Feedback Stabilization for a Scalar Conservation Law with PID Boundary Control

• Published in: Chinese annals of mathematics. Serie B Vol. 36; no. 5; pp. 763 - 776
• Main Authors: Coron, Jean Michel, Tamasoiu, Simona Oana
• Format: Journal Article
• Language: English
• Published: Berlin/Heidelberg Springer Berlin Heidelberg 01.09.2015; Sorbonne Universités, UPMC University Paris 06, NUMR 7598 Laboratoire Jacques-Louis Lions, F-75005,Paris, France
• Subjects: Applications of Mathematics; Mathematics; Mathematics and Statistics; 反馈镇定; 守恒律; 指数稳定性; 标量; 比例积分微分; 积分控制器; 稳定性分析; 边界控制; PID controllers; 35L50; Boundary feedback; 93D15; Linear scalar conservation law; 93B52
• ISSN: 0252-9599; 1860-6261
• DOI: 10.1007/s11401-015-0975-8

This paper deals with a scalar conservation law in 1-D space dimension, and in particular, the focus is on the stability analysis for such an equation. The problem of feedback stabilization under proportional-integral-derivative （PID for short） boundary control is addressed.
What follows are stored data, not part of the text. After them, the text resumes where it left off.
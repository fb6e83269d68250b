//! Zyxel DSL modem extractor
//!
//! The modem answers with an interactive banner prefixed by its prompt, e.g.
//! `P-660R-D1> status: Up, upstream rate: 1024 kbps, ...`. The prompt gives
//! the hostname; the remainder is scraped with per-metric patterns.

use log::{debug, info, warn};
use std::sync::LazyLock;

use crate::collectors::device::StatsExtractor;
use crate::collectors::device::pattern::PatternSet;
use crate::collectors::device::session::RawDeviceOutput;
use crate::errors::ExtractError;
use crate::models::family::DeviceFamily;
use crate::models::metrics::{MetricValues, StatsRecord, ZyxelMetric};

const PROMPT_DELIMITERS: [char; 2] = ['>', '#'];

static ZYXEL_PATTERNS: LazyLock<PatternSet<ZyxelMetric>> = LazyLock::new(|| {
    PatternSet::new(
        &[
            (ZyxelMetric::LinkStatus, r"(?i)\bstatus[ \t]*[:=][ \t]*(\w+)"),
            (
                ZyxelMetric::UpstreamRate,
                r"(?i)\bup(?:stream)?[ \t]*(?:rate)?[ \t]*[:=][ \t]*(\d+)",
            ),
            (
                ZyxelMetric::DownstreamRate,
                r"(?i)\bdown(?:stream)?[ \t]*(?:rate)?[ \t]*[:=][ \t]*(\d+)",
            ),
            (
                ZyxelMetric::Firmware,
                r"(?i)\bfirmware[ \t]*(?:version)?[ \t]*[:=][ \t]*([^\s,]+)",
            ),
        ],
        "",
    )
    .expect("Zyxel patterns are valid")
});

/// Splits `<hostname><delimiter> <rest>` into the prompt name and the rest.
///
/// Returns an empty hostname and the whole line when no prompt is present.
pub fn strip_prompt(banner: &str) -> (&str, &str) {
    let line = banner.trim();
    match line.find(PROMPT_DELIMITERS) {
        Some(idx) if !line[..idx].trim().is_empty() && !line[..idx].contains(char::is_whitespace) => {
            (line[..idx].trim(), line[idx + 1..].trim())
        }
        _ => ("", line),
    }
}

/// Banner-based extractor for Zyxel modems
#[derive(Debug, Default, Clone, Copy)]
pub struct ZyxelExtractor;

impl StatsExtractor for ZyxelExtractor {
    fn family(&self) -> DeviceFamily {
        DeviceFamily::Zyxel
    }

    fn command(&self) -> &'static str {
        "show system status"
    }

    fn extract(&self, raw: &RawDeviceOutput) -> Result<StatsRecord, ExtractError> {
        let Some(text) = raw.as_text() else {
            warn!(
                "Zyxel output ({} bytes) is not valid UTF-8, all fields left empty",
                raw.len()
            );
            return Ok(StatsRecord::Zyxel {
                hostname: String::new(),
                values: MetricValues::empty(),
            });
        };

        let (hostname, status) = strip_prompt(text);
        debug!("Zyxel prompt '{}', status text '{}'", hostname, status);

        let values = ZYXEL_PATTERNS.extract_text(status);
        info!(
            "Zyxel banner yielded {} of {} fields",
            values.populated(),
            values.columns().len()
        );

        Ok(StatsRecord::Zyxel {
            hostname: hostname.to_string(),
            values,
        })
    }
}
//! Cradlepoint router extractors
//!
//! The 350 runs legacy firmware whose `get` command prints free-text banners,
//! scraped with per-metric patterns. The 750 returns a structured status tree.
//! Both fill the same Cradlepoint column block of the report.

use log::info;
use std::sync::LazyLock;

use crate::collectors::device::StatsExtractor;
use crate::collectors::device::pattern::PatternSet;
use crate::collectors::device::session::RawDeviceOutput;
use crate::collectors::device::structured::extract_connected_wan;
use crate::errors::ExtractError;
use crate::models::family::DeviceFamily;
use crate::models::metrics::{CradlepointMetric, StatsRecord};

static LEGACY_PATTERNS: LazyLock<PatternSet<CradlepointMetric>> = LazyLock::new(|| {
    PatternSet::new(
        &[
            (CradlepointMetric::ActiveApn, r#"Active APN:[ \t]*"?(\w+)"#),
            (CradlepointMetric::HomeCarrierId, r"HOMECARRID:[ \t]*(\S+)"),
            (CradlepointMetric::ServiceDisplay, r"SERDISP:[ \t]*([^\r\n]+)"),
            (CradlepointMetric::SignalStrength, r"\bSS:[ \t]*(-?\d+)"),
            (CradlepointMetric::Rsrp, r"RSRP:[ \t]*(-?\d+(?:\.\d+)?)"),
            (CradlepointMetric::Rsrq, r"RSRQ:[ \t]*(-?\d+(?:\.\d+)?)"),
            (CradlepointMetric::Sinr, r"SINR:[ \t]*(-?\d+(?:\.\d+)?)"),
            (CradlepointMetric::Mdn, r"MDN:[ \t]*(\d+)"),
            (CradlepointMetric::Imei, r"IMEI:[ \t]*(\d+)"),
            (CradlepointMetric::Imsi, r"IMSI:[ \t]*(\d+)"),
            // Not printed by the legacy banner.
            (CradlepointMetric::Firmware, ""),
        ],
        r"system_id:[ \t]*(\S+)",
    )
    .expect("legacy Cradlepoint patterns are valid")
});

/// Pattern-based extractor for the Cradlepoint 350
#[derive(Debug, Default, Clone, Copy)]
pub struct Cradlepoint350Extractor;

impl StatsExtractor for Cradlepoint350Extractor {
    fn family(&self) -> DeviceFamily {
        DeviceFamily::Cradlepoint350
    }

    fn command(&self) -> &'static str {
        "get"
    }

    fn extract(&self, raw: &RawDeviceOutput) -> Result<StatsRecord, ExtractError> {
        let (hostname, values) = LEGACY_PATTERNS.extract(raw);
        info!(
            "Cradlepoint 350 banner yielded {} of {} fields",
            values.populated(),
            values.columns().len()
        );
        Ok(StatsRecord::Cradlepoint { hostname, values })
    }
}

/// Status-tree extractor for the Cradlepoint 750
#[derive(Debug, Default, Clone, Copy)]
pub struct Cradlepoint750Extractor;

impl StatsExtractor for Cradlepoint750Extractor {
    fn family(&self) -> DeviceFamily {
        DeviceFamily::Cradlepoint750
    }

    fn command(&self) -> &'static str {
        "get status/wan/devices"
    }

    fn extract(&self, raw: &RawDeviceOutput) -> Result<StatsRecord, ExtractError> {
        let wan = extract_connected_wan(raw)?;
        Ok(StatsRecord::Cradlepoint {
            hostname: wan.hostname,
            values: wan.values,
        })
    }
}

#[cfg(test)]
mod tests {
    use super::*;

    const LEGACY_BANNER: &str = "\
system_id: CP350-0a1b2c
int1: Active APN: \"VZWINTERNET\"
int1: HOMECARRID: Verizon
int1: SERDISP: 4G LTE
int1: SS: -71
int1: RSRP: -98
int1: RSRQ: -9.5
int1: MDN: 5551234567
int1: IMEI: 359225051234567
";

    #[test]
    fn test_legacy_banner_extraction() {
        let record = Cradlepoint350Extractor
            .extract(&RawDeviceOutput::from(LEGACY_BANNER))
            .unwrap();

        let StatsRecord::Cradlepoint { hostname, values } = record else {
            panic!("expected a Cradlepoint record");
        };
        assert_eq!(hostname, "CP350-0a1b2c");
        assert_eq!(values.get(CradlepointMetric::ActiveApn), "VZWINTERNET");
        assert_eq!(values.get(CradlepointMetric::HomeCarrierId), "Verizon");
        assert_eq!(values.get(CradlepointMetric::ServiceDisplay), "4G LTE");
        assert_eq!(values.get(CradlepointMetric::SignalStrength), "-71");
        assert_eq!(values.get(CradlepointMetric::Rsrq), "-9.5");
        assert_eq!(values.get(CradlepointMetric::Imei), "359225051234567");
        // absent from the banner
        assert_eq!(values.get(CradlepointMetric::Sinr), "");
        assert_eq!(values.get(CradlepointMetric::Imsi), "");
        // unsupported on this family
        assert_eq!(values.get(CradlepointMetric::Firmware), "");
    }

    #[test]
    fn test_legacy_extraction_of_unrelated_text_is_all_empty() {
        let record = Cradlepoint350Extractor
            .extract(&RawDeviceOutput::from("% Unknown command"))
            .unwrap();
        let StatsRecord::Cradlepoint { hostname, values } = record else {
            panic!("expected a Cradlepoint record");
        };
        assert!(hostname.is_empty());
        assert_eq!(values.populated(), 0);
    }

    #[test]
    fn test_blank_banner_fields_stay_on_their_line() {
        let banner = concat!(
            "system_id: cp350\n",
            "int1: HOMECARRID: \n",
            "int1: SERDISP:\n",
            "int1: SS: -71\n",
            "int1: RSRP: -98\n",
        );
        let record = Cradlepoint350Extractor
            .extract(&RawDeviceOutput::from(banner))
            .unwrap();
        let StatsRecord::Cradlepoint { hostname, values } = record else {
            panic!("expected a Cradlepoint record");
        };
        assert_eq!(hostname, "cp350");
        assert_eq!(values.get(CradlepointMetric::HomeCarrierId), "");
        assert_eq!(values.get(CradlepointMetric::ServiceDisplay), "");
        assert_eq!(values.get(CradlepointMetric::SignalStrength), "-71");
        assert_eq!(values.get(CradlepointMetric::Rsrp), "-98");
    }

    #[test]
    fn test_structured_extractor_rejects_banner_text() {
        let result = Cradlepoint750Extractor.extract(&RawDeviceOutput::from(LEGACY_BANNER));
        assert!(matches!(result, Err(ExtractError::MalformedDocument(_))));
    }
}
In the proportional-integral （PI for short） controller case, by spectral analysis, the authors provide a complete characterization of the set of stabilizing feedback parameters, and determine the corresponding time delay stability interval. Moreover, the stability of the equilibrium is discussed by Lyapunov function techniques, and by this approach the exponential stability when a damping term is added to the classical PI controller scheme is proved. Also, based on Pontryagin results on stability for quasipolynomials, it is shown that the closed-loop system subject to PID control is always unstable.